De camino a esa Rocksteady Revenge de Barañain por la que empezábamos este texto, mi colega Guille me regaló un precioso vinilo de siete pulgadas (y plástico azul) con dos rocksteadys de la factoría de Bobby Aitken en cada cara. Mr. Aitken, hermano del muy popular Laurel (Padrino no hay más que uno), conformó una de las bandas más desconocidas e infravaloradas de aquella época, The Carib Beats. Roy Man (apodo, con casi total seguridad, del genial Roy Shirley) protagonizó varios de sus más gozosos lanzamientos. Entre ellos, este ‘Crying Time’ que me trajo de vuelta la marea (y la generosidad de Guille). Un tema que, pese a adherirse a la temática amorosa, expone con pavorosa crudeza aquellas irreprimibles ganas de llorar de todo el pueblo jamaicano y que, además, cuenta con una de las orquestaciones más épicas y esplendorosas de este periodo. Desde ese teclado que hace de todo y su batería (más presente de lo normal en una canción del estilo), hasta las ráfagas de vientos apocalípticos que sirven de pausa a la soberbia interpretación del hombre Roy.

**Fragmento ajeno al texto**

// ABOUTME: Remote sandbox lifecycle and long-running job orchestration through a sandbox gateway
// ABOUTME: Gateway proxy, lifecycle manager and job implementations sharing one envelope contract

pub mod config;
pub mod envelope;
pub mod error;
pub mod jobs;
pub mod lifecycle;
pub mod proxy;
pub mod routes;

pub use config::{GatewayConfig, GatewayConfigBuilder, SharedConfig, REQUEST_TIMEOUT_SECS};
pub use envelope::{
    GatewayReply, ResultEnvelope, SandboxDescriptor, SandboxStatus, LOCAL_ERROR_CODE,
    NOT_FOUND_CODE, SUCCESS_CODE,
};
pub use error::{GatewayError, GatewayResult};
pub use jobs::asr::{AsrFinishParams, AsrStartParams};
pub use jobs::{
    AsrJob, AudioConfig, JobResponse, JobState, JobTarget, NoteFileConfig, RemoteJob,
    TranscriptFileConfig,
};
pub use lifecycle::{CreateSandboxRequest, SandboxManager};
pub use proxy::{GatewayProxy, ProxyRequest, TOKEN_HEADER};
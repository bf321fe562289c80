// ABOUTME: Configuration and environment variable helpers for Sandgate
// ABOUTME: Exposes env var names plus small typed readers shared by every package

pub mod constants;

use std::env;
use tracing::warn;

/// Read an environment variable, treating unset and blank values the same
pub fn env_string(name: &str) -> Option<String> {
    env::var(name)
        .ok()
        .map(|value| value.trim().to_string())
        .filter(|value| !value.is_empty())
}

/// Parse a boolean flag such as `true`, `0` or `yes`
pub fn parse_flag(value: &str) -> Option<bool> {
    match value.trim().to_lowercase().as_str() {
        "true" | "1" | "yes" | "on" => Some(true),
        "false" | "0" | "no" | "off" => Some(false),
        _ => None,
    }
}

/// Read a boolean flag, falling back to `default` when unset or unparseable
pub fn env_flag(name: &str, default: bool) -> bool {
    match env_string(name) {
        Some(raw) => parse_flag(&raw).unwrap_or_else(|| {
            warn!("Ignoring invalid boolean for {}: {:?}", name, raw);
            default
        }),
        None => default,
    }
}

/// Read an unsigned integer, falling back to `default` when unset or unparseable
pub fn env_u64(name: &str, default: u64) -> u64 {
    match env_string(name) {
        Some(raw) => raw.parse::<u64>().unwrap_or_else(|_| {
            warn!("Ignoring invalid number for {}: {:?}", name, raw);
            default
        }),
        None => default,
    }
}
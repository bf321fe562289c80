// ABOUTME: Integration tests for the ASR job protocol against a mock sandbox
// ABOUTME: Tests start, poll-via-finish, cancellation and failure normalization

use pretty_assertions::assert_eq;
use sandgate_sandbox::{
    AsrJob, AudioConfig, GatewayConfig, GatewayProxy, JobState, NoteFileConfig, SharedConfig,
    TranscriptFileConfig,
};
use serde_json::json;
use wiremock::matchers::{body_json, body_partial_json, header, method, path};
use wiremock::{Mock, MockServer, ResponseTemplate};

const TOKEN: &str = "asr-token";
const SANDBOX_ID: &str = "sb1";
const TASK_KEY: &str = "meeting-42";

const START_PATH: &str = "/api/v1/sandboxes/sb1/proxy/api/asr/task/start";
const FINISH_PATH: &str = "/api/v1/sandboxes/sb1/proxy/api/asr/task/finish";
const CANCEL_PATH: &str = "/api/v1/sandboxes/sb1/proxy/api/asr/task/cancel";

fn setup_job(base_url: &str) -> AsrJob {
    let config = SharedConfig::new(GatewayConfig::new(base_url, TOKEN))
        .expect("Failed to build shared config");
    AsrJob::new(GatewayProxy::new(config).expect("Failed to build proxy"))
}

fn audio() -> AudioConfig {
    AudioConfig::new("/rec/meeting-42", "/out", "meeting-42.mp3").with_sample_rate(16000)
}

fn job_reply(status: &str, file_path: &str) -> ResponseTemplate {
    ResponseTemplate::new(200).set_body_json(json!({
        "code": 1000,
        "message": "ok",
        "data": {"status": status, "file_path": file_path}
    }))
}

async fn finish(job: &AsrJob) -> sandgate_sandbox::JobResponse {
    job.finish_job(
        SANDBOX_ID,
        TASK_KEY,
        "/ws",
        audio(),
        Some(NoteFileConfig::new("/ws/note.md").with_target("/out", "note.md")),
        None,
    )
    .await
}

#[tokio::test]
async fn test_start_sends_source_paths_only() {
    let server = MockServer::start().await;

    Mock::given(method("POST"))
        .and(path(START_PATH))
        .and(header("token", TOKEN))
        .and(body_json(json!({
            "task_key": TASK_KEY,
            "source_dir": "/rec/meeting-42",
            "workspace_dir": "/ws",
            "note_file": {"source_path": "/ws/note.md"},
            "transcript_file": {"source_path": "/ws/transcript.txt"}
        })))
        .respond_with(job_reply("processing", ""))
        .expect(1)
        .mount(&server)
        .await;

    let job = setup_job(&server.uri());
    let response = job
        .start_job(
            SANDBOX_ID,
            TASK_KEY,
            "/rec/meeting-42",
            "/ws",
            Some(NoteFileConfig::new("/ws/note.md").with_target("/out", "note.md")),
            Some(TranscriptFileConfig::new("/ws/transcript.txt")),
        )
        .await;

    assert!(response.is_success(), "start failed: {}", response.message);
    assert_eq!(response.state(), JobState::Processing);
    assert!(!response.is_terminal());
}

#[tokio::test]
async fn test_finish_polls_until_completed_and_stays_stable() {
    let server = MockServer::start().await;

    Mock::given(method("POST"))
        .and(path(START_PATH))
        .respond_with(job_reply("processing", ""))
        .expect(1)
        .mount(&server)
        .await;

    Mock::given(method("POST"))
        .and(path(FINISH_PATH))
        .respond_with(job_reply("processing", ""))
        .up_to_n_times(2)
        .mount(&server)
        .await;

    Mock::given(method("POST"))
        .and(path(FINISH_PATH))
        .and(body_partial_json(json!({
            "task_key": TASK_KEY,
            "workspace_dir": "/ws",
            "audio": {
                "source_dir": "/rec/meeting-42",
                "target_dir": "/out",
                "output_filename": "meeting-42.mp3",
                "format": "mp3",
                "sample_rate": 16000
            },
            "note_file": {"source_path": "/ws/note.md", "target_dir": "/out", "target_filename": "note.md"}
        })))
        .respond_with(job_reply("completed", "/out/meeting-42.mp3"))
        .mount(&server)
        .await;

    let job = setup_job(&server.uri());
    let started = job
        .start_job(SANDBOX_ID, TASK_KEY, "/rec/meeting-42", "/ws", None, None)
        .await;
    assert!(started.is_success());

    let mut polls = Vec::new();
    let mut last = finish(&job).await;
    polls.push(last.state());
    while !last.is_terminal() && polls.len() < 10 {
        last = finish(&job).await;
        polls.push(last.state());
    }

    assert_eq!(
        polls,
        vec![JobState::Processing, JobState::Processing, JobState::Completed]
    );
    assert_eq!(last.file_path, "/out/meeting-42.mp3");

    // finishing an already finished job reports the same outcome
    let again = finish(&job).await;
    let once_more = finish(&job).await;
    assert_eq!(again.status, last.status);
    assert_eq!(again.file_path, last.file_path);
    assert_eq!(once_more.status, last.status);
    assert_eq!(once_more.file_path, last.file_path);
}

#[tokio::test]
async fn test_cancel_mid_run_is_never_completed() {
    let server = MockServer::start().await;

    Mock::given(method("POST"))
        .and(path(FINISH_PATH))
        .respond_with(job_reply("processing", ""))
        .up_to_n_times(1)
        .mount(&server)
        .await;

    Mock::given(method("POST"))
        .and(path(CANCEL_PATH))
        .and(body_json(json!({"task_key": TASK_KEY, "workspace_dir": "/ws"})))
        .respond_with(job_reply("cancelled", ""))
        .expect(1)
        .mount(&server)
        .await;

    Mock::given(method("POST"))
        .and(path(FINISH_PATH))
        .respond_with(job_reply("cancelled", ""))
        .mount(&server)
        .await;

    let job = setup_job(&server.uri());

    let polling = finish(&job).await;
    assert_eq!(polling.state(), JobState::Processing);

    let cancelled = job.cancel_job(SANDBOX_ID, TASK_KEY, "/ws").await;
    assert!(cancelled.is_success());
    assert_eq!(cancelled.state(), JobState::Cancelled);

    let after = finish(&job).await;
    assert_ne!(after.state(), JobState::Completed);
    assert_eq!(after.state(), JobState::Cancelled);
    assert!(after.is_terminal());
}

#[tokio::test]
async fn test_empty_workspace_dir_uses_default() {
    let server = MockServer::start().await;

    Mock::given(method("POST"))
        .and(path(CANCEL_PATH))
        .and(body_json(json!({"task_key": TASK_KEY, "workspace_dir": ".workspace"})))
        .respond_with(job_reply("cancelled", ""))
        .expect(1)
        .mount(&server)
        .await;

    let job = setup_job(&server.uri());
    let response = job.cancel_job(SANDBOX_ID, TASK_KEY, "").await;
    assert!(response.is_success());
}

#[tokio::test]
async fn test_business_error_keeps_upstream_code() {
    let server = MockServer::start().await;

    Mock::given(method("POST"))
        .and(path(FINISH_PATH))
        .respond_with(ResponseTemplate::new(200).set_body_json(json!({
            "code": 3001,
            "message": "task meeting-42 not found",
            "data": {}
        })))
        .mount(&server)
        .await;

    let job = setup_job(&server.uri());
    let response = finish(&job).await;

    assert!(!response.is_success());
    assert_eq!(response.code, 3001);
    assert_eq!(response.message, "task meeting-42 not found");
    assert!(response.is_terminal());
}

#[tokio::test]
async fn test_job_calls_survive_unreachable_gateway() {
    let job = setup_job("http://127.0.0.1:1");

    let started = job
        .start_job(SANDBOX_ID, TASK_KEY, "/rec", "/ws", None, None)
        .await;
    let finished = finish(&job).await;
    let cancelled = job.cancel_job(SANDBOX_ID, TASK_KEY, "/ws").await;

    for response in [&started, &finished, &cancelled] {
        assert_eq!(response.code, -1);
        assert!(
            response.message.starts_with("Unexpected error:"),
            "unexpected message: {}",
            response.message
        );
        assert_eq!(response.status, "");
        assert_eq!(response.file_path, "");
    }
}

#[tokio::test]
async fn test_misuse_is_rejected_before_network() {
    let server = MockServer::start().await;
    let job = setup_job(&server.uri());

    let no_task = job.cancel_job(SANDBOX_ID, "", "/ws").await;
    let no_sandbox = job.cancel_job("", TASK_KEY, "/ws").await;
    let no_source = job
        .start_job(SANDBOX_ID, TASK_KEY, "", "/ws", None, None)
        .await;

    for response in [&no_task, &no_sandbox, &no_source] {
        assert_eq!(response.code, -1);
        assert!(response.message.starts_with("Unexpected error: Invalid request"));
    }

    let requests = server.received_requests().await.unwrap();
    assert!(requests.is_empty());
}
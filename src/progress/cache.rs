//! Local completion cache.

use std::collections::BTreeSet;

use crate::storage::KeyValueStore;
use crate::CoreError;

use super::merge_completed;

/// Per-(identity, course) completed-video sets over a [`KeyValueStore`].
///
/// The cache only ever grows: [`mark_one`](Self::mark_one) is an idempotent
/// insert and [`write`](Self::write) is called only with merged supersets by
/// the synchronizer, never by direct UI mutation.
#[derive(Clone)]
pub struct ProgressCache<S: KeyValueStore> {
    store: S,
}

impl<S: KeyValueStore> ProgressCache<S> {
    pub fn new(store: S) -> Self {
        Self { store }
    }

    fn key(identity_id: &str, course_id: &str) -> String {
        format!("completion:{course_id}:{identity_id}")
    }

    /// Returns the locally cached completion set. Absent or corrupt data
    /// yields the empty set.
    pub fn read(&self, identity_id: &str, course_id: &str) -> BTreeSet<String> {
        let Ok(Some(raw)) = self.store.get(&Self::key(identity_id, course_id)) else {
            return BTreeSet::new();
        };

        serde_json::from_str(&raw).unwrap_or_else(|e| {
            log::warn!(
                target: "coursebound::progress",
                "msg=\"discarding unparsable completion record\" course_id={course_id} error=\"{e}\""
            );
            BTreeSet::new()
        })
    }

    /// Overwrites the cached completion set.
    ///
    /// Merge-only call site: used by reconciliation to write back the
    /// cache/remote union.
    pub fn write(
        &self,
        identity_id: &str,
        course_id: &str,
        completed: &BTreeSet<String>,
    ) -> Result<(), CoreError> {
        let encoded = serde_json::to_string(completed)
            .map_err(|e| CoreError::Storage(format!("Failed to serialize completion: {e}")))?;
        self.store.set(&Self::key(identity_id, course_id), &encoded)
    }

    /// Marks a single video completed. Idempotent.
    pub fn mark_one(
        &self,
        identity_id: &str,
        course_id: &str,
        video_id: &str,
    ) -> Result<(), CoreError> {
        let mut completed = self.read(identity_id, course_id);
        if !completed.insert(video_id.to_owned()) {
            return Ok(());
        }
        self.write(identity_id, course_id, &completed)
    }

    /// Merges `incoming` into the cache and returns the union (read-repair).
    pub fn merge_in(
        &self,
        identity_id: &str,
        course_id: &str,
        incoming: &BTreeSet<String>,
    ) -> Result<BTreeSet<String>, CoreError> {
        let merged = merge_completed(incoming, &self.read(identity_id, course_id));
        self.write(identity_id, course_id, &merged)?;
        Ok(merged)
    }
}
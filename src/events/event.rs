use chrono::{DateTime, Utc};

/// Events emitted by the access-and-progress core.
///
/// Events are always fired. With no listeners installed they go nowhere;
/// see [`install_listeners`](super::install_listeners).
#[derive(Debug, Clone)]
pub enum AccessEvent {
    // user lifecycle
    UserRegistered {
        identity_id: String,
        email: String,
        at: DateTime<Utc>,
    },
    ProfileUpdated {
        identity_id: String,
        at: DateTime<Utc>,
    },

    // authentication
    LoginSuccess {
        identity_id: String,
        email: String,
        at: DateTime<Utc>,
    },
    LoginFailed {
        email: String,
        reason: String,
        at: DateTime<Utc>,
    },
    LogoutSuccess {
        identity_id: String,
        at: DateTime<Utc>,
    },

    // entitlements
    PurchaseGranted {
        identity_id: String,
        course_id: String,
        at: DateTime<Utc>,
    },

    // progress
    VideoCompleted {
        identity_id: String,
        course_id: String,
        video_id: String,
        at: DateTime<Utc>,
    },
    ProgressReconciled {
        identity_id: String,
        course_id: String,
        completed_count: usize,
        at: DateTime<Utc>,
    },
    ReconcileFailed {
        identity_id: String,
        course_id: String,
        reason: String,
        at: DateTime<Utc>,
    },
}

impl AccessEvent {
    /// Returns a dot-separated event name for logging/tracing.
    pub fn name(&self) -> &'static str {
        match self {
            Self::UserRegistered { .. } => "user.registered",
            Self::ProfileUpdated { .. } => "user.profile.updated",
            Self::LoginSuccess { .. } => "auth.login.success",
            Self::LoginFailed { .. } => "auth.login.failed",
            Self::LogoutSuccess { .. } => "auth.logout.success",
            Self::PurchaseGranted { .. } => "entitlement.purchase.granted",
            Self::VideoCompleted { .. } => "progress.video.completed",
            Self::ProgressReconciled { .. } => "progress.reconcile.merged",
            Self::ReconcileFailed { .. } => "progress.reconcile.failed",
        }
    }

    /// Returns the timestamp when this event occurred.
    pub fn timestamp(&self) -> DateTime<Utc> {
        match self {
            Self::UserRegistered { at, .. }
            | Self::ProfileUpdated { at, .. }
            | Self::LoginSuccess { at, .. }
            | Self::LoginFailed { at, .. }
            | Self::LogoutSuccess { at, .. }
            | Self::PurchaseGranted { at, .. }
            | Self::VideoCompleted { at, .. }
            | Self::ProgressReconciled { at, .. }
            | Self::ReconcileFailed { at, .. } => *at,
        }
    }
}
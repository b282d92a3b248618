use std::sync::OnceLock;

use async_trait::async_trait;

use super::AccessEvent;

static LISTENERS: OnceLock<Vec<Box<dyn Listener>>> = OnceLock::new();

/// Receives every dispatched [`AccessEvent`].
///
/// Implementors match on the variants they care about and ignore the rest.
///
/// # Example
///
/// ```rust,ignore
/// use coursebound::events::{AccessEvent, Listener};
/// use async_trait::async_trait;
///
/// struct CompletionToast;
///
/// #[async_trait]
/// impl Listener for CompletionToast {
///     async fn handle(&self, event: &AccessEvent) {
///         if let AccessEvent::VideoCompleted { video_id, .. } = event {
///             // show a "video completed" toast
///         }
///     }
/// }
/// ```
#[async_trait]
pub trait Listener: Send + Sync + 'static {
    async fn handle(&self, event: &AccessEvent);
}

/// Installs the listener set once, at startup.
///
/// Listeners receive events in the order given here. A second call is
/// ignored with a warning; if this is never called, dispatching is a no-op.
///
/// # Example
///
/// ```rust,ignore
/// use coursebound::events::install_listeners;
/// use coursebound::events::listeners::LogListener;
///
/// install_listeners(vec![Box::new(LogListener)]);
/// ```
pub fn install_listeners(listeners: Vec<Box<dyn Listener>>) {
    if LISTENERS.set(listeners).is_err() {
        log::warn!(
            target: "coursebound",
            "msg=\"install_listeners called more than once, keeping the first set\""
        );
    }
}

/// Hands an event to every installed listener.
pub async fn dispatch(event: AccessEvent) {
    if let Some(listeners) = LISTENERS.get() {
        for listener in listeners {
            listener.handle(&event).await;
        }
    }
}
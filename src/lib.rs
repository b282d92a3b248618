pub mod access;
pub mod actions;
pub mod config;
pub mod crypto;
pub mod directory;
pub mod entitlement;
pub mod events;
pub mod progress;
pub mod session;
pub mod storage;
pub mod validators;

pub use access::{AccessGate, AccessVerdict, NavigationRequest};
pub use config::{CoreConfig, RouteTargets};
pub use directory::{UserDirectory, UserRecord};
pub use entitlement::EntitlementStore;
pub use progress::{
    merge_completed, CompletionAuthority, ProgressCache, ProgressSynchronizer, SyncState,
};
pub use session::{Role, Session, SessionStore};
pub use storage::{FileStore, KeyValueStore, MemoryStore};

#[cfg(any(test, feature = "mocks"))]
pub use progress::MockCompletionAuthority;
use std::fmt;

#[derive(Debug, Clone, PartialEq)]
pub enum CoreError {
    Storage(String),
    RemoteUnavailable(String),
    InvalidEmail,
    InvalidCredentials,
    UserAlreadyExists,
    PasswordHash,
}

impl std::error::Error for CoreError {}

impl fmt::Display for CoreError {
    fn fmt(&self, f: &mut fmt::Formatter<'_>) -> fmt::Result {
        match self {
            CoreError::Storage(msg) => write!(f, "Storage error: {}", msg),
            CoreError::RemoteUnavailable(msg) => {
                write!(f, "Remote authority unavailable: {}", msg)
            }
            CoreError::InvalidEmail => write!(f, "Invalid email format"),
            CoreError::InvalidCredentials => write!(f, "Invalid email or password"),
            CoreError::UserAlreadyExists => write!(f, "A user with this email already exists"),
            CoreError::PasswordHash => write!(f, "Failed to hash password"),
        }
    }
}
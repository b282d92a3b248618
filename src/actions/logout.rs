use chrono::Utc;

use crate::events::{dispatch, AccessEvent};
use crate::session::SessionStore;
use crate::storage::KeyValueStore;
use crate::CoreError;

pub struct LogoutAction<S: KeyValueStore> {
    sessions: SessionStore<S>,
}

impl<S: KeyValueStore> LogoutAction<S> {
    pub fn new(sessions: SessionStore<S>) -> Self {
        LogoutAction { sessions }
    }

    /// Logs out by destroying the active session.
    ///
    /// A no-op if nobody is logged in.
    #[cfg_attr(
        feature = "tracing",
        tracing::instrument(name = "logout", skip_all, err)
    )]
    pub async fn execute(&self) -> Result<(), CoreError> {
        // read first so the event can name the identity
        let identity_id = self.sessions.current().map(|s| s.identity_id);

        self.sessions.clear()?;

        if let Some(identity_id) = identity_id {
            dispatch(AccessEvent::LogoutSuccess {
                identity_id,
                at: Utc::now(),
            })
            .await;

            log::info!(
                target: "coursebound::auth",
                "msg=\"logout success\""
            );
        }

        Ok(())
    }
}
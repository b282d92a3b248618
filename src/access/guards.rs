//! Route guard helpers.
//!
//! Guards assemble the gate's inputs from a navigation request and hand the
//! verdict back to the router, which performs the actual redirect. The
//! [`RouteTargets`](crate::config::RouteTargets) config maps verdicts to
//! concrete paths.

use crate::session::{Role, SessionStore};
use crate::storage::KeyValueStore;

use super::{AccessGate, AccessVerdict};

/// One navigation attempt, as seen by a route guard.
#[derive(Debug, Clone)]
pub struct NavigationRequest {
    /// The path being navigated to; used as the post-login return target.
    pub path: String,
    /// The course id route parameter, if the route carries one.
    pub course_id: Option<String>,
    /// Roles allowed on this route; `None` means no role restriction.
    pub required_roles: Option<Vec<Role>>,
}

impl NavigationRequest {
    pub fn new(path: impl Into<String>) -> Self {
        Self {
            path: path.into(),
            course_id: None,
            required_roles: None,
        }
    }

    pub fn with_course(mut self, course_id: impl Into<String>) -> Self {
        self.course_id = Some(course_id.into());
        self
    }

    pub fn with_roles(mut self, roles: impl Into<Vec<Role>>) -> Self {
        self.required_roles = Some(roles.into());
        self
    }
}

/// Guard for role-restricted routes (dashboards).
pub fn role_guard<S: KeyValueStore>(
    sessions: &SessionStore<S>,
    gate: &AccessGate<S>,
    request: &NavigationRequest,
) -> AccessVerdict {
    let session = sessions.current();
    gate.decide(
        session.as_ref(),
        request.required_roles.as_deref(),
        None,
        &request.path,
    )
}

/// Guard for course-scoped routes (the player).
///
/// A course route reached without its course id parameter is malformed
/// routing data, answered with a redirect to the catalog listing rather
/// than an error.
pub fn course_access_guard<S: KeyValueStore>(
    sessions: &SessionStore<S>,
    gate: &AccessGate<S>,
    request: &NavigationRequest,
) -> AccessVerdict {
    let session = sessions.current();

    // authentication first, so an anonymous visitor is sent to login even
    // when the course parameter is missing
    if session.is_none() {
        return AccessVerdict::RedirectLogin {
            return_path: request.path.clone(),
        };
    }

    let Some(course_id) = request.course_id.as_deref() else {
        return AccessVerdict::RedirectCatalog;
    };

    gate.decide(session.as_ref(), None, Some(course_id), &request.path)
}
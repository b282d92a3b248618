use chrono::Utc;

use crate::crypto::{generate_token, hash_password};
use crate::directory::{UserDirectory, UserRecord};
use crate::events::{dispatch, AccessEvent};
use crate::session::Role;
use crate::storage::KeyValueStore;
use crate::validators::validate_email;
use crate::CoreError;

pub struct SignupAction<S: KeyValueStore> {
    directory: UserDirectory<S>,
}

impl<S: KeyValueStore> SignupAction<S> {
    pub fn new(directory: UserDirectory<S>) -> Self {
        SignupAction { directory }
    }

    /// Registers a new user.
    ///
    /// # Returns
    ///
    /// - `Ok(record)` - user registered
    /// - `Err(InvalidEmail)` - email failed validation
    /// - `Err(UserAlreadyExists)` - email already registered
    #[cfg_attr(
        feature = "tracing",
        tracing::instrument(name = "signup", skip_all, err)
    )]
    pub async fn execute(
        &self,
        display_name: &str,
        email: &str,
        password: &str,
        role: Role,
    ) -> Result<UserRecord, CoreError> {
        validate_email(email).map_err(|_| CoreError::InvalidEmail)?;

        let record = UserRecord {
            identity_id: generate_token(16),
            display_name: display_name.to_owned(),
            email: email.to_owned(),
            role,
            hashed_password: hash_password(password)?,
            created_at: Utc::now(),
        };

        self.directory.insert(record.clone())?;

        dispatch(AccessEvent::UserRegistered {
            identity_id: record.identity_id.clone(),
            email: record.email.clone(),
            at: Utc::now(),
        })
        .await;

        Ok(record)
    }
}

La estupendísima ‘You Won’t Regret It’ de Lloyd & Glen (mucho ojito con ese piano) y la selvática ‘One Way Street’, instrumental comandada por el musculado saxo tenor de Val Bennet, son otras dos joyas de la factoría de Aitken que no se deben dejar pasar.

 6 Joya Landis – I Love You True (Prod. Duke Reid)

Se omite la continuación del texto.